Pull every line of the entries that has the word "working".

*** Opening of Supplied entries ***

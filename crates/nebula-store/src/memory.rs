//! # In-Memory Store
//!
//! Volatile [`BountyStore`] backed by a single `parking_lot::RwLock`.
//! The lock is never held across an `.await`, so every trait method runs
//! its critical section synchronously and the write either fully replaces
//! the record or returns an error without touching it.

use std::collections::HashMap;

use async_trait::async_trait;
use parking_lot::RwLock;
use tokio::sync::broadcast;

use nebula_core::{ActorId, BountyId, MessageId, Timestamp};
use nebula_state::{Bounty, BountyStatus, NewBounty};

use crate::store::{ActorRole, BountyStore, ChatMessage, StoreError};

/// Capacity of the chat broadcast channel. Lagging receivers skip ahead.
const MESSAGE_CHANNEL_CAPACITY: usize = 256;

#[derive(Debug, Default)]
struct Records {
    bounties: HashMap<BountyId, Bounty>,
    /// Creation order of `bounties`.
    order: Vec<BountyId>,
    /// Next `bounty<N>` sequence number to try.
    next_seq: u64,
    messages: Vec<ChatMessage>,
}

impl Records {
    fn ordered(&self, mut keep: impl FnMut(&Bounty) -> bool) -> Vec<Bounty> {
        self.order
            .iter()
            .filter_map(|id| self.bounties.get(id))
            .filter(|b| keep(b))
            .cloned()
            .collect()
    }

    fn next_id(&mut self) -> BountyId {
        loop {
            let id = BountyId::sequential(self.next_seq);
            self.next_seq += 1;
            if !self.bounties.contains_key(&id) {
                return id;
            }
        }
    }

    fn put(&mut self, bounty: Bounty) {
        if let Some(n) = bounty
            .id
            .as_str()
            .strip_prefix("bounty")
            .and_then(|n| n.parse::<u64>().ok())
        {
            self.next_seq = self.next_seq.max(n.saturating_add(1));
        }
        if !self.bounties.contains_key(&bounty.id) {
            self.order.push(bounty.id.clone());
        }
        self.bounties.insert(bounty.id.clone(), bounty);
    }
}

/// Thread-safe, volatile bounty and chat store.
///
/// Constructed once at process start and shared as `Arc<dyn BountyStore>`.
#[derive(Debug)]
pub struct InMemoryStore {
    records: RwLock<Records>,
    messages_tx: broadcast::Sender<ChatMessage>,
}

impl InMemoryStore {
    /// Create an empty store. The first created bounty is `bounty1`.
    pub fn new() -> Self {
        let (messages_tx, _) = broadcast::channel(MESSAGE_CHANNEL_CAPACITY);
        Self {
            records: RwLock::new(Records {
                next_seq: 1,
                ..Records::default()
            }),
            messages_tx,
        }
    }

    /// Insert a fully formed record, replacing any bounty with the same id.
    ///
    /// Used to load fixtures. Sequential id assignment continues after the
    /// highest `bounty<N>` inserted.
    pub fn insert_bounty(&self, bounty: Bounty) -> Result<(), StoreError> {
        if !bounty.satisfies_worker_invariant() {
            return Err(StoreError::WorkerOnOpenBounty(bounty.id));
        }
        self.records.write().put(bounty);
        Ok(())
    }

    /// Insert a historical chat message without notifying subscribers.
    pub fn insert_message(&self, message: ChatMessage) -> Result<(), StoreError> {
        let mut records = self.records.write();
        if !records.bounties.contains_key(&message.bounty_id) {
            return Err(StoreError::NotFound(message.bounty_id));
        }
        records.messages.push(message);
        Ok(())
    }

    /// Number of bounties held.
    pub fn len(&self) -> usize {
        self.records.read().bounties.len()
    }

    /// Whether the store holds no bounties.
    pub fn is_empty(&self) -> bool {
        self.len() == 0
    }
}

impl Default for InMemoryStore {
    fn default() -> Self {
        Self::new()
    }
}

#[async_trait]
impl BountyStore for InMemoryStore {
    async fn load_bounty(&self, id: &BountyId) -> Result<Option<Bounty>, StoreError> {
        Ok(self.records.read().bounties.get(id).cloned())
    }

    async fn load_bounties_for_actor(
        &self,
        actor: &ActorId,
        role: ActorRole,
    ) -> Result<Vec<Bounty>, StoreError> {
        let records = self.records.read();
        Ok(match role {
            ActorRole::Creator => records.ordered(|b| b.is_creator(actor)),
            ActorRole::Worker => records.ordered(|b| b.is_worker(actor)),
        })
    }

    async fn load_bounties_by_status(
        &self,
        status: BountyStatus,
    ) -> Result<Vec<Bounty>, StoreError> {
        Ok(self.records.read().ordered(|b| b.status == status))
    }

    async fn list_bounties(&self) -> Result<Vec<Bounty>, StoreError> {
        Ok(self.records.read().ordered(|_| true))
    }

    async fn create_bounty(&self, new: NewBounty) -> Result<Bounty, StoreError> {
        let mut records = self.records.write();
        let id = records.next_id();
        let bounty = Bounty::open(id, Timestamp::now(), new)?;
        records.put(bounty.clone());
        tracing::debug!(bounty_id = %bounty.id, creator = %bounty.creator_id, "bounty stored");
        Ok(bounty)
    }

    async fn update_bounty_status(
        &self,
        id: &BountyId,
        status: BountyStatus,
        worker: Option<ActorId>,
    ) -> Result<Bounty, StoreError> {
        let mut records = self.records.write();
        let current = records
            .bounties
            .get_mut(id)
            .ok_or_else(|| StoreError::NotFound(id.clone()))?;
        let mut next = current.clone();
        next.status = status;
        if worker.is_some() {
            next.worker_id = worker;
        }
        if !next.satisfies_worker_invariant() {
            return Err(StoreError::WorkerOnOpenBounty(id.clone()));
        }
        *current = next.clone();
        Ok(next)
    }

    async fn commit_transition(
        &self,
        id: &BountyId,
        expected: BountyStatus,
        to: BountyStatus,
        worker: Option<ActorId>,
    ) -> Result<Bounty, StoreError> {
        let mut records = self.records.write();
        let current = records
            .bounties
            .get_mut(id)
            .ok_or_else(|| StoreError::NotFound(id.clone()))?;
        if current.status != expected {
            return Err(StoreError::StatusChanged {
                id: id.clone(),
                expected,
                actual: current.status,
            });
        }
        let mut next = current.clone();
        next.status = to;
        if worker.is_some() {
            next.worker_id = worker;
        }
        if !next.satisfies_worker_invariant() {
            return Err(StoreError::WorkerOnOpenBounty(id.clone()));
        }
        *current = next.clone();
        Ok(next)
    }

    async fn messages_for_bounty(&self, id: &BountyId) -> Result<Vec<ChatMessage>, StoreError> {
        let records = self.records.read();
        let mut messages: Vec<ChatMessage> = records
            .messages
            .iter()
            .filter(|m| &m.bounty_id == id)
            .cloned()
            .collect();
        // Stable: equal timestamps keep insertion order.
        messages.sort_by_key(|m| m.timestamp);
        Ok(messages)
    }

    async fn send_message(
        &self,
        bounty: &BountyId,
        sender: &ActorId,
        content: String,
    ) -> Result<ChatMessage, StoreError> {
        let content = content.trim().to_string();
        if content.is_empty() {
            return Err(StoreError::EmptyMessage);
        }
        let message = {
            let mut records = self.records.write();
            if !records.bounties.contains_key(bounty) {
                return Err(StoreError::NotFound(bounty.clone()));
            }
            let message = ChatMessage {
                id: MessageId::new(),
                bounty_id: bounty.clone(),
                sender_id: sender.clone(),
                content,
                timestamp: Timestamp::now(),
            };
            records.messages.push(message.clone());
            message
        };
        // No receivers is not an error.
        let _ = self.messages_tx.send(message.clone());
        Ok(message)
    }

    fn subscribe_messages(&self) -> broadcast::Receiver<ChatMessage> {
        self.messages_tx.subscribe()
    }
}

#[cfg(test)]
mod tests {
    use std::collections::BTreeSet;

    use nebula_core::Reward;

    use super::*;

    fn actor(id: &str) -> ActorId {
        ActorId::new(id).unwrap()
    }

    fn draft(title: &str, creator: &str) -> NewBounty {
        NewBounty {
            title: title.into(),
            description: format!("{title} description"),
            reward: Reward::new(1.0).unwrap(),
            deadline: None,
            creator_id: actor(creator),
            tags: BTreeSet::new(),
        }
    }

    #[tokio::test]
    async fn create_assigns_sequential_ids() {
        let store = InMemoryStore::new();
        let a = store.create_bounty(draft("a", "alice")).await.unwrap();
        let b = store.create_bounty(draft("b", "alice")).await.unwrap();
        assert_eq!(a.id.as_str(), "bounty1");
        assert_eq!(b.id.as_str(), "bounty2");
        assert_eq!(a.status, BountyStatus::Open);
        assert!(a.worker_id.is_none());
    }

    #[tokio::test]
    async fn create_rejects_deadline_before_creation() {
        let store = InMemoryStore::new();
        let mut new = draft("late", "alice");
        new.deadline = Some(Timestamp::parse("2000-01-01T00:00:00Z").unwrap());
        let err = store.create_bounty(new).await.unwrap_err();
        assert!(matches!(err, StoreError::InvalidRecord(_)));
        assert!(store.is_empty());
    }

    #[tokio::test]
    async fn inserted_fixture_ids_advance_sequence() {
        let store = InMemoryStore::new();
        let fixture = Bounty::open(BountyId::sequential(6), Timestamp::now(), draft("f", "bob")).unwrap();
        store.insert_bounty(fixture).unwrap();
        let created = store.create_bounty(draft("next", "bob")).await.unwrap();
        assert_eq!(created.id.as_str(), "bounty7");
    }

    #[tokio::test]
    async fn list_preserves_creation_order() {
        let store = InMemoryStore::new();
        for title in ["one", "two", "three"] {
            store.create_bounty(draft(title, "alice")).await.unwrap();
        }
        let titles: Vec<String> = store
            .list_bounties()
            .await
            .unwrap()
            .into_iter()
            .map(|b| b.title)
            .collect();
        assert_eq!(titles, ["one", "two", "three"]);
    }

    #[tokio::test]
    async fn load_by_role_and_status() {
        let store = InMemoryStore::new();
        let a = store.create_bounty(draft("a", "alice")).await.unwrap();
        store.create_bounty(draft("b", "bob")).await.unwrap();
        store
            .commit_transition(&a.id, BountyStatus::Open, BountyStatus::InProgress, Some(actor("carol")))
            .await
            .unwrap();

        let created = store.load_bounties_for_actor(&actor("alice"), ActorRole::Creator).await.unwrap();
        assert_eq!(created.len(), 1);
        let working = store.load_bounties_for_actor(&actor("carol"), ActorRole::Worker).await.unwrap();
        assert_eq!(working[0].id, a.id);
        let open = store.load_bounties_by_status(BountyStatus::Open).await.unwrap();
        assert_eq!(open.len(), 1);
        assert_eq!(open[0].title, "b");
    }

    #[tokio::test]
    async fn commit_rejects_stale_precondition() {
        let store = InMemoryStore::new();
        let a = store.create_bounty(draft("a", "alice")).await.unwrap();
        let err = store
            .commit_transition(&a.id, BountyStatus::PendingReview, BountyStatus::Completed, None)
            .await
            .unwrap_err();
        assert_eq!(
            err,
            StoreError::StatusChanged {
                id: a.id.clone(),
                expected: BountyStatus::PendingReview,
                actual: BountyStatus::Open,
            }
        );
        let unchanged = store.load_bounty(&a.id).await.unwrap().unwrap();
        assert_eq!(unchanged, a);
    }

    #[tokio::test]
    async fn update_keeps_worker_when_none_given() {
        let store = InMemoryStore::new();
        let a = store.create_bounty(draft("a", "alice")).await.unwrap();
        store
            .update_bounty_status(&a.id, BountyStatus::InProgress, Some(actor("carol")))
            .await
            .unwrap();
        let b = store
            .update_bounty_status(&a.id, BountyStatus::PendingReview, None)
            .await
            .unwrap();
        assert_eq!(b.worker_id, Some(actor("carol")));
    }

    #[tokio::test]
    async fn update_refuses_open_with_worker() {
        let store = InMemoryStore::new();
        let a = store.create_bounty(draft("a", "alice")).await.unwrap();
        let err = store
            .update_bounty_status(&a.id, BountyStatus::Open, Some(actor("carol")))
            .await
            .unwrap_err();
        assert!(matches!(err, StoreError::WorkerOnOpenBounty(_)));
        assert!(store.load_bounty(&a.id).await.unwrap().unwrap().worker_id.is_none());
    }

    #[tokio::test]
    async fn unknown_ids_are_not_found() {
        let store = InMemoryStore::new();
        let id = BountyId::sequential(42);
        assert!(store.load_bounty(&id).await.unwrap().is_none());
        assert!(matches!(
            store.update_bounty_status(&id, BountyStatus::Closed, None).await,
            Err(StoreError::NotFound(_))
        ));
        assert!(matches!(
            store.send_message(&id, &actor("alice"), "hi".into()).await,
            Err(StoreError::NotFound(_))
        ));
    }

    #[tokio::test]
    async fn send_message_pushes_to_subscribers() {
        let store = InMemoryStore::new();
        let a = store.create_bounty(draft("a", "alice")).await.unwrap();
        let mut rx = store.subscribe_messages();

        let sent = store.send_message(&a.id, &actor("alice"), "  hello  ".into()).await.unwrap();
        assert_eq!(sent.content, "hello");

        let received = rx.recv().await.unwrap();
        assert_eq!(received, sent);
        assert_eq!(store.messages_for_bounty(&a.id).await.unwrap(), vec![sent]);
    }

    #[tokio::test]
    async fn empty_message_rejected() {
        let store = InMemoryStore::new();
        let a = store.create_bounty(draft("a", "alice")).await.unwrap();
        let err = store.send_message(&a.id, &actor("alice"), "   ".into()).await.unwrap_err();
        assert_eq!(err, StoreError::EmptyMessage);
        assert!(store.messages_for_bounty(&a.id).await.unwrap().is_empty());
    }
}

*** Close of Supplied entries ***

• _Solution below_
        let working = store.load_bounties_for_actor(&actor("carol"), ActorRole::Worker).await.unwrap();
        assert_eq!(working[0].id, a.id);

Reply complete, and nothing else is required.